# Project Report

## Research Question

The film industry is interestingly where art and commerce intersect. Our interaction with film and the industry has been in the context of a consumer. Being able to understand what drives audiences to theaters will allow us to gain a deeper understanding of film through a different perspective. As an industry with so much culture and history, we hope to explore the story of cinema. 

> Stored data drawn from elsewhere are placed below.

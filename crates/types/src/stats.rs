//! Point-in-time diagnostics snapshot shared by every discovery client.

use std::collections::BTreeMap;

use chrono::{DateTime, SecondsFormat, Utc};
use serde::Serialize;
use serde_json::{Map, Value};

/// Diagnostics for a single discovery client.
///
/// `target` holds what the client queries (a hostname, an SRV service, a
/// leader key). The `last_*` fields are only populated by resolvers:
/// `last_contact` and `last_addresses` describe the most recent successful
/// lookup, `last_error` the most recent failed one.
#[derive(Debug, Clone, PartialEq, Serialize)]
pub struct ClientStats {
    /// Backend tag, e.g. `dns` or `etcd-kv`.
    pub mode: String,

    /// Query target fields, rendered at the top level when serialized.
    #[serde(flatten)]
    pub target: BTreeMap<String, Value>,

    /// Error from the most recent failed lookup.
    #[serde(skip_serializing_if = "Option::is_none")]
    pub last_error: Option<String>,

    /// Completion time of the most recent successful lookup.
    #[serde(skip_serializing_if = "Option::is_none")]
    pub last_contact: Option<DateTime<Utc>>,

    /// Addresses returned by the most recent successful lookup.
    #[serde(skip_serializing_if = "Option::is_none")]
    pub last_addresses: Option<Vec<String>>,
}

impl ClientStats {
    /// Creates an empty snapshot for the given backend tag.
    pub fn new(mode: impl Into<String>) -> Self {
        Self {
            mode: mode.into(),
            target: BTreeMap::new(),
            last_error: None,
            last_contact: None,
            last_addresses: None,
        }
    }

    /// Adds a query target field.
    #[must_use]
    pub fn with_target(mut self, key: impl Into<String>, value: impl Into<Value>) -> Self {
        self.target.insert(key.into(), value.into());
        self
    }

    /// Returns a query target field.
    #[must_use]
    pub fn target(&self, key: &str) -> Option<&Value> {
        self.target.get(key)
    }

    /// Renders the snapshot as a flat JSON object.
    ///
    /// Conditional keys (`last_error`, `last_contact`, `last_addresses`) are
    /// present only when set.
    #[must_use]
    pub fn to_map(&self) -> Map<String, Value> {
        let mut map = Map::new();
        map.insert("mode".to_owned(), Value::String(self.mode.clone()));
        for (key, value) in &self.target {
            map.insert(key.clone(), value.clone());
        }
        if let Some(error) = &self.last_error {
            map.insert("last_error".to_owned(), Value::String(error.clone()));
        }
        if let Some(contact) = &self.last_contact {
            map.insert(
                "last_contact".to_owned(),
                Value::String(contact.to_rfc3339_opts(SecondsFormat::Millis, true)),
            );
        }
        if let Some(addresses) = &self.last_addresses {
            map.insert(
                "last_addresses".to_owned(),
                Value::Array(addresses.iter().cloned().map(Value::String).collect()),
            );
        }
        map
    }
}
//! Lead scoring — weighted 0–100 score over a client snapshot, qualitative
//! category bands and the recommended next action per band.

pub mod category;
pub mod scorer;

pub use category::{get_lead_category, LeadCategory, LeadCategoryInfo, Priority};
pub use scorer::{LeadRecommendation, LeadScorer, ScoreBreakdown};
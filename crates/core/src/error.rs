use thiserror::Error;
use uuid::Uuid;

pub type CrmResult<T> = Result<T, CrmError>;

#[derive(Error, Debug)]
pub enum CrmError {
    #[error("Configuration error: {0}")]
    Config(String),

    #[error("Invalid input: {0}")]
    InvalidInput(String),

    #[error("Funnel {0} not found")]
    FunnelNotFound(Uuid),

    #[error("Stage with order {order} not found")]
    StageNotFound { order: u32 },

    #[error("Lead {lead_id} not found in stage {order}")]
    LeadNotInStage { lead_id: String, order: u32 },

    #[error("Funnel {funnel_id} was modified concurrently (expected version {expected}, found {found})")]
    Conflict {
        funnel_id: Uuid,
        expected: u64,
        found: u64,
    },

    /// Storage backend fault, passed through unchanged by the manager.
    #[error("Persistence error: {0}")]
    Persistence(String),

    #[error("Serialization error: {0}")]
    Serialization(#[from] serde_json::Error),
}

impl CrmError {
    /// Lookup misses the caller can map to a 404-style response.
    pub fn is_not_found(&self) -> bool {
        matches!(
            self,
            CrmError::FunnelNotFound(_)
                | CrmError::StageNotFound { .. }
                | CrmError::LeadNotInStage { .. }
        )
    }
}

#[cfg(test)]
mod tests {
    use super::*;

    #[test]
    fn test_not_found_classification() {
        assert!(CrmError::StageNotFound { order: 3 }.is_not_found());
        assert!(CrmError::LeadNotInStage {
            lead_id: "l-1".into(),
            order: 1
        }
        .is_not_found());
        assert!(CrmError::FunnelNotFound(Uuid::new_v4()).is_not_found());
        assert!(!CrmError::InvalidInput("bad".into()).is_not_found());
        assert!(!CrmError::Persistence("down".into()).is_not_found());
    }

    #[test]
    fn test_error_messages() {
        let err = CrmError::LeadNotInStage {
            lead_id: "lead-9".into(),
            order: 2,
        };
        assert_eq!(err.to_string(), "Lead lead-9 not found in stage 2");
        assert_eq!(
            CrmError::StageNotFound { order: 7 }.to_string(),
            "Stage with order 7 not found"
        );
    }
}
use serde::Deserialize;

use crate::error::{CrmError, CrmResult};

/// Root application configuration. Loaded from environment variables
/// with the prefix `TAILORBIZ__` and an optional TOML config file.
#[derive(Debug, Clone, Deserialize)]
pub struct AppConfig {
    #[serde(default)]
    pub scoring: ScoringConfig,
    #[serde(default)]
    pub funnel: FunnelConfig,
}

// ─── Scoring Config ─────────────────────────────────────────────────────────

/// Staleness decay applied to leads that were never worked.
#[derive(Debug, Clone, Deserialize)]
pub struct ScoringConfig {
    /// Age in days after which an untouched `lead` decays.
    #[serde(default = "default_stale_lead_days")]
    pub stale_lead_days: i64,
    #[serde(default = "default_stale_lead_factor")]
    pub stale_lead_factor: f64,
    /// Age in days after which a `contacted` client decays.
    #[serde(default = "default_stale_contacted_days")]
    pub stale_contacted_days: i64,
    #[serde(default = "default_stale_contacted_factor")]
    pub stale_contacted_factor: f64,
}
fn default_stale_lead_days() -> i64 {
    30
}
fn default_stale_lead_factor() -> f64 {
    0.7
}
fn default_stale_contacted_days() -> i64 {
    60
}
fn default_stale_contacted_factor() -> f64 {
    0.5
}

impl Default for ScoringConfig {
    fn default() -> Self {
        Self {
            stale_lead_days: default_stale_lead_days(),
            stale_lead_factor: default_stale_lead_factor(),
            stale_contacted_days: default_stale_contacted_days(),
            stale_contacted_factor: default_stale_contacted_factor(),
        }
    }
}

// ─── Funnel Config ──────────────────────────────────────────────────────────

#[derive(Debug, Clone, Deserialize)]
pub struct FunnelConfig {
    /// Emit lifecycle events to the configured sink.
    #[serde(default = "default_emit_events")]
    pub emit_events: bool,
    /// Source recorded on a placement when the caller gives none.
    #[serde(default = "default_source")]
    pub default_source: String,
}
fn default_emit_events() -> bool {
    true
}
fn default_source() -> String {
    "manual".to_string()
}

impl Default for FunnelConfig {
    fn default() -> Self {
        Self {
            emit_events: default_emit_events(),
            default_source: default_source(),
        }
    }
}

impl Default for AppConfig {
    fn default() -> Self {
        Self {
            scoring: ScoringConfig::default(),
            funnel: FunnelConfig::default(),
        }
    }
}

impl AppConfig {
    /// Load configuration from environment variables and an optional config file.
    /// Environment variables take precedence over the file.
    pub fn load(path: Option<&str>) -> CrmResult<Self> {
        let mut builder = config::Config::builder();
        if let Some(path) = path {
            builder = builder.add_source(config::File::with_name(path).required(true));
        }
        let builder = builder.add_source(
            config::Environment::with_prefix("TAILORBIZ")
                .separator("__")
                .try_parsing(true),
        );

        builder
            .build()
            .and_then(|c| c.try_deserialize())
            .map_err(|e| CrmError::Config(e.to_string()))
    }
}

#[cfg(test)]
mod tests {
    use super::*;

    #[test]
    fn test_defaults() {
        let cfg = AppConfig::default();
        assert_eq!(cfg.scoring.stale_lead_days, 30);
        assert!((cfg.scoring.stale_lead_factor - 0.7).abs() < f64::EPSILON);
        assert_eq!(cfg.scoring.stale_contacted_days, 60);
        assert!((cfg.scoring.stale_contacted_factor - 0.5).abs() < f64::EPSILON);
        assert!(cfg.funnel.emit_events);
        assert_eq!(cfg.funnel.default_source, "manual");
    }

    #[test]
    fn test_partial_sections_fill_defaults() {
        let cfg: AppConfig =
            serde_json::from_value(serde_json::json!({"scoring": {"stale_lead_days": 14}}))
                .unwrap();
        assert_eq!(cfg.scoring.stale_lead_days, 14);
        assert_eq!(cfg.scoring.stale_contacted_days, 60);
        assert_eq!(cfg.funnel.default_source, "manual");
    }

    #[test]
    fn test_missing_config_file_is_config_error() {
        let err = AppConfig::load(Some("/nonexistent/tailorbiz/settings")).unwrap_err();
        assert!(matches!(err, CrmError::Config(_)));
        assert!(err.to_string().starts_with("Configuration error"));
    }
}
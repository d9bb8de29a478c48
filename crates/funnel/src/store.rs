//! Funnel persistence. `save` is an optimistic compare-and-swap on the
//! funnel's `version`, so concurrent writers cannot silently overwrite each
//! other: the loser gets `CrmError::Conflict` and must reload.

use async_trait::async_trait;
use chrono::Utc;
use dashmap::DashMap;
use tracing::{info, warn};
use uuid::Uuid;

use tailorbiz_core::error::{CrmError, CrmResult};
use tailorbiz_core::funnel::Funnel;

/// Funnel document store.
#[async_trait]
pub trait FunnelRepository: Send + Sync {
    async fn get(&self, id: Uuid) -> CrmResult<Option<Funnel>>;
    /// Stores a new funnel. Fails if the id is already taken.
    async fn insert(&self, funnel: Funnel) -> CrmResult<Funnel>;
    /// Persists a mutated funnel loaded at `funnel.version`. Returns the
    /// stored copy, whose version is one higher.
    async fn save(&self, funnel: &Funnel) -> CrmResult<Funnel>;
    async fn list(&self) -> CrmResult<Vec<Funnel>>;
    async fn remove(&self, id: Uuid) -> CrmResult<bool>;
}

/// DashMap-backed repository for development, tests and the CLI.
#[derive(Default)]
pub struct InMemoryFunnelStore {
    funnels: DashMap<Uuid, Funnel>,
}

impl InMemoryFunnelStore {
    pub fn new() -> Self {
        Self {
            funnels: DashMap::new(),
        }
    }

    pub fn len(&self) -> usize {
        self.funnels.len()
    }

    pub fn is_empty(&self) -> bool {
        self.funnels.is_empty()
    }
}

#[async_trait]
impl FunnelRepository for InMemoryFunnelStore {
    async fn get(&self, id: Uuid) -> CrmResult<Option<Funnel>> {
        Ok(self.funnels.get(&id).map(|r| r.value().clone()))
    }

    async fn insert(&self, funnel: Funnel) -> CrmResult<Funnel> {
        use dashmap::mapref::entry::Entry;

        funnel.validate()?;
        match self.funnels.entry(funnel.id) {
            Entry::Occupied(_) => Err(CrmError::InvalidInput(format!(
                "funnel {} already exists",
                funnel.id
            ))),
            Entry::Vacant(slot) => {
                info!(funnel_id = %funnel.id, name = %funnel.name, stages = funnel.stages.len(), "Funnel stored");
                slot.insert(funnel.clone());
                Ok(funnel)
            }
        }
    }

    async fn save(&self, funnel: &Funnel) -> CrmResult<Funnel> {
        funnel.validate()?;
        let mut entry = self
            .funnels
            .get_mut(&funnel.id)
            .ok_or(CrmError::FunnelNotFound(funnel.id))?;

        if entry.version != funnel.version {
            warn!(
                funnel_id = %funnel.id,
                expected = funnel.version,
                found = entry.version,
                "Rejected stale funnel write"
            );
            metrics::counter!("funnel.save_conflicts").increment(1);
            return Err(CrmError::Conflict {
                funnel_id: funnel.id,
                expected: funnel.version,
                found: entry.version,
            });
        }

        let mut stored = funnel.clone();
        stored.version += 1;
        stored.updated_at = Utc::now();
        *entry = stored.clone();
        Ok(stored)
    }

    async fn list(&self) -> CrmResult<Vec<Funnel>> {
        let mut funnels: Vec<Funnel> = self.funnels.iter().map(|r| r.value().clone()).collect();
        funnels.sort_by(|a, b| b.created_at.cmp(&a.created_at));
        Ok(funnels)
    }

    async fn remove(&self, id: Uuid) -> CrmResult<bool> {
        let removed = self.funnels.remove(&id).is_some();
        if removed {
            info!(funnel_id = %id, "Funnel removed");
        }
        Ok(removed)
    }
}
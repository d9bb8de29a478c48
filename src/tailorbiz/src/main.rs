//! TailorBiz CRM core — lead scoring and funnel stage management over JSON
//! documents exported from the client and funnel collections.

use std::path::{Path, PathBuf};
use std::sync::Arc;

use anyhow::Context;
use clap::{Parser, Subcommand};
use serde::Serialize;
use tracing::{info, warn};

use tailorbiz_core::config::AppConfig;
use tailorbiz_core::funnel::Funnel;
use tailorbiz_core::types::Client;
use tailorbiz_funnel::{FunnelRepository, FunnelStageManager, InMemoryFunnelStore};
use tailorbiz_scoring::{LeadRecommendation, LeadScorer, ScoreBreakdown};

#[derive(Parser, Debug)]
#[command(name = "tailorbiz")]
#[command(about = "Lead scoring and nurturing funnel management")]
#[command(version)]
struct Cli {
    /// Optional TOML config file (environment variables override it)
    #[arg(long, env = "TAILORBIZ_CONFIG")]
    config: Option<String>,

    #[command(subcommand)]
    command: Command,
}

#[derive(Subcommand, Debug)]
enum Command {
    /// Score a client snapshot, or an array of snapshots
    Score {
        path: PathBuf,
        /// Include the per-factor breakdown
        #[arg(long, default_value_t = false)]
        explain: bool,
    },
    /// Apply a lifecycle event to a funnel document (written back in place)
    Funnel {
        #[command(subcommand)]
        op: FunnelOp,
    },
}

#[derive(Subcommand, Debug)]
enum FunnelOp {
    /// Place a lead in a stage
    Add {
        path: PathBuf,
        #[arg(long)]
        stage: u32,
        #[arg(long)]
        lead: String,
        #[arg(long)]
        source: Option<String>,
        #[arg(long)]
        campaign: Option<String>,
    },
    /// Move a lead between stages
    Move {
        path: PathBuf,
        #[arg(long)]
        lead: String,
        #[arg(long)]
        from: u32,
        #[arg(long)]
        to: u32,
    },
    /// Recompute conversion rates and stage dwell times
    Rates { path: PathBuf },
}

#[derive(Serialize)]
struct ScoredClient {
    #[serde(skip_serializing_if = "Option::is_none")]
    id: Option<String>,
    #[serde(flatten)]
    recommendation: LeadRecommendation,
    #[serde(skip_serializing_if = "Option::is_none")]
    breakdown: Option<ScoreBreakdown>,
}

fn score_one(scorer: &LeadScorer, value: serde_json::Value, explain: bool) -> anyhow::Result<ScoredClient> {
    let client = Client::from_json(value)?;
    let now = chrono::Utc::now();
    let recommendation = scorer.get_recommended_action_at(&client, now)?;
    let breakdown = if explain {
        Some(scorer.score_breakdown(&client, now)?)
    } else {
        None
    };
    Ok(ScoredClient {
        id: client.id,
        recommendation,
        breakdown,
    })
}

fn run_score(config: &AppConfig, path: &Path, explain: bool) -> anyhow::Result<()> {
    let raw = std::fs::read_to_string(path)
        .with_context(|| format!("reading {}", path.display()))?;
    let value: serde_json::Value = serde_json::from_str(&raw)?;
    let scorer = LeadScorer::new(&config.scoring);

    let output = match value {
        serde_json::Value::Array(items) => {
            let mut scored = Vec::with_capacity(items.len());
            for (i, item) in items.into_iter().enumerate() {
                match score_one(&scorer, item, explain) {
                    Ok(s) => scored.push(serde_json::to_value(s)?),
                    Err(e) => {
                        warn!(index = i, error = %e, "Skipping client");
                        scored.push(serde_json::json!({"index": i, "error": e.to_string()}));
                    }
                }
            }
            info!(clients = scored.len(), "Scored client batch");
            serde_json::Value::Array(scored)
        }
        single => serde_json::to_value(score_one(&scorer, single, explain)?)?,
    };

    println!("{}", serde_json::to_string_pretty(&output)?);
    Ok(())
}

async fn run_funnel(config: &AppConfig, op: FunnelOp) -> anyhow::Result<()> {
    let path = match &op {
        FunnelOp::Add { path, .. } | FunnelOp::Move { path, .. } | FunnelOp::Rates { path } => {
            path.clone()
        }
    };
    let raw = std::fs::read_to_string(&path)
        .with_context(|| format!("reading {}", path.display()))?;
    let funnel: Funnel = serde_json::from_str(&raw)
        .with_context(|| format!("parsing funnel document {}", path.display()))?;
    funnel
        .validate()
        .with_context(|| format!("invalid funnel document {}", path.display()))?;

    let store = Arc::new(InMemoryFunnelStore::new());
    let funnel_id = store.insert(funnel).await?.id;
    let manager = FunnelStageManager::new(store, &config.funnel);

    let (funnel, triggered) = match op {
        FunnelOp::Add {
            stage,
            lead,
            source,
            campaign,
            ..
        } => {
            let change = manager
                .add_lead_to_stage(funnel_id, stage, &lead, source, campaign)
                .await?;
            (change.funnel, change.triggered)
        }
        FunnelOp::Move { lead, from, to, .. } => {
            let change = manager.move_lead_to_stage(funnel_id, &lead, from, to).await?;
            (change.funnel, change.triggered)
        }
        FunnelOp::Rates { .. } => (manager.recalculate_conversion_rates(funnel_id).await?, Vec::new()),
    };

    std::fs::write(&path, serde_json::to_string_pretty(&funnel)?)
        .with_context(|| format!("writing {}", path.display()))?;
    info!(funnel_id = %funnel_id, version = funnel.version, path = %path.display(), "Funnel document updated");

    println!(
        "{}",
        serde_json::to_string_pretty(&serde_json::json!({
            "funnelId": funnel_id,
            "version": funnel.version,
            "totalLeads": funnel.analytics.total_leads,
            "overallConversionRate": funnel.analytics.overall_conversion_rate,
            "triggered": triggered,
        }))?
    );
    Ok(())
}

#[tokio::main]
async fn main() -> anyhow::Result<()> {
    // Logs go to stderr so stdout stays machine-readable.
    tracing_subscriber::fmt()
        .with_env_filter(
            tracing_subscriber::EnvFilter::try_from_default_env()
                .unwrap_or_else(|_| "tailorbiz=info".into()),
        )
        .with_writer(std::io::stderr)
        .json()
        .init();

    let cli = Cli::parse();

    let config = AppConfig::load(cli.config.as_deref()).unwrap_or_else(|e| {
        warn!(error = %e, "Failed to load config, using defaults");
        AppConfig::default()
    });

    match cli.command {
        Command::Score { path, explain } => run_score(&config, &path, explain),
        Command::Funnel { op } => run_funnel(&config, op).await,
    }
}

We hope to explore: **What key factors influence a movie's box office success, and how do these factors differ across various genres?**

## Data Description

**What are the observations (rows) and the attributes (columns)?**  
Rows: each row in the dataset represents a unique movie.  
Columns:
- belongs_to_collection: The series that the movie is a part of, if applicable
- budget: The budget used to produce the movie, in dollars
- genres: The genres that the movie is a part of
- id: The identifier for the movie used by MovieLens
- imdb_id: The identifier for the movie used by IMDB
- original_language: The original language that the movie was produced in
- original_title: The original title of the movie
- popularity: The popularity of the movie as measured by MovieLens
- production_companies: The companies involved in the production of the movie
- production_countries: The countries in which the movie was produced
- release_date: The date on which the movie was released
- revenue: The revenue generated from the movie, in dollars
- runtime: The length of the movie, in minutes
- spoken_languages: The languages spoken in the movie
- title: The title of the movie
- vote_average: The average vote of the movie by TMDB users, out of 10
- vote_count: The number of votes received by the movie on TMDB
- rating_average: The average rating of the movie by MovieLens users, out of 5
- rating_count: The number of ratings received by the movie on MovieLens

**Why was this dataset created?**  
This dataset was created by GroupLens, a research lab at the University of Minnesota, Twin Cities. The group is made up of students and faculty in the university's Department of Computer Science and Engineering. GroupLens studies social computing by building systems and analyzing their use by people. One of these systems is MovieLens, a website with thousands of registered that helps people find movies to watch. The platform is used to help researchers study content recommendation, user interface design, and other areas of interest. In creating the website, GroupLens compiled movie rating datasets that we use for our project.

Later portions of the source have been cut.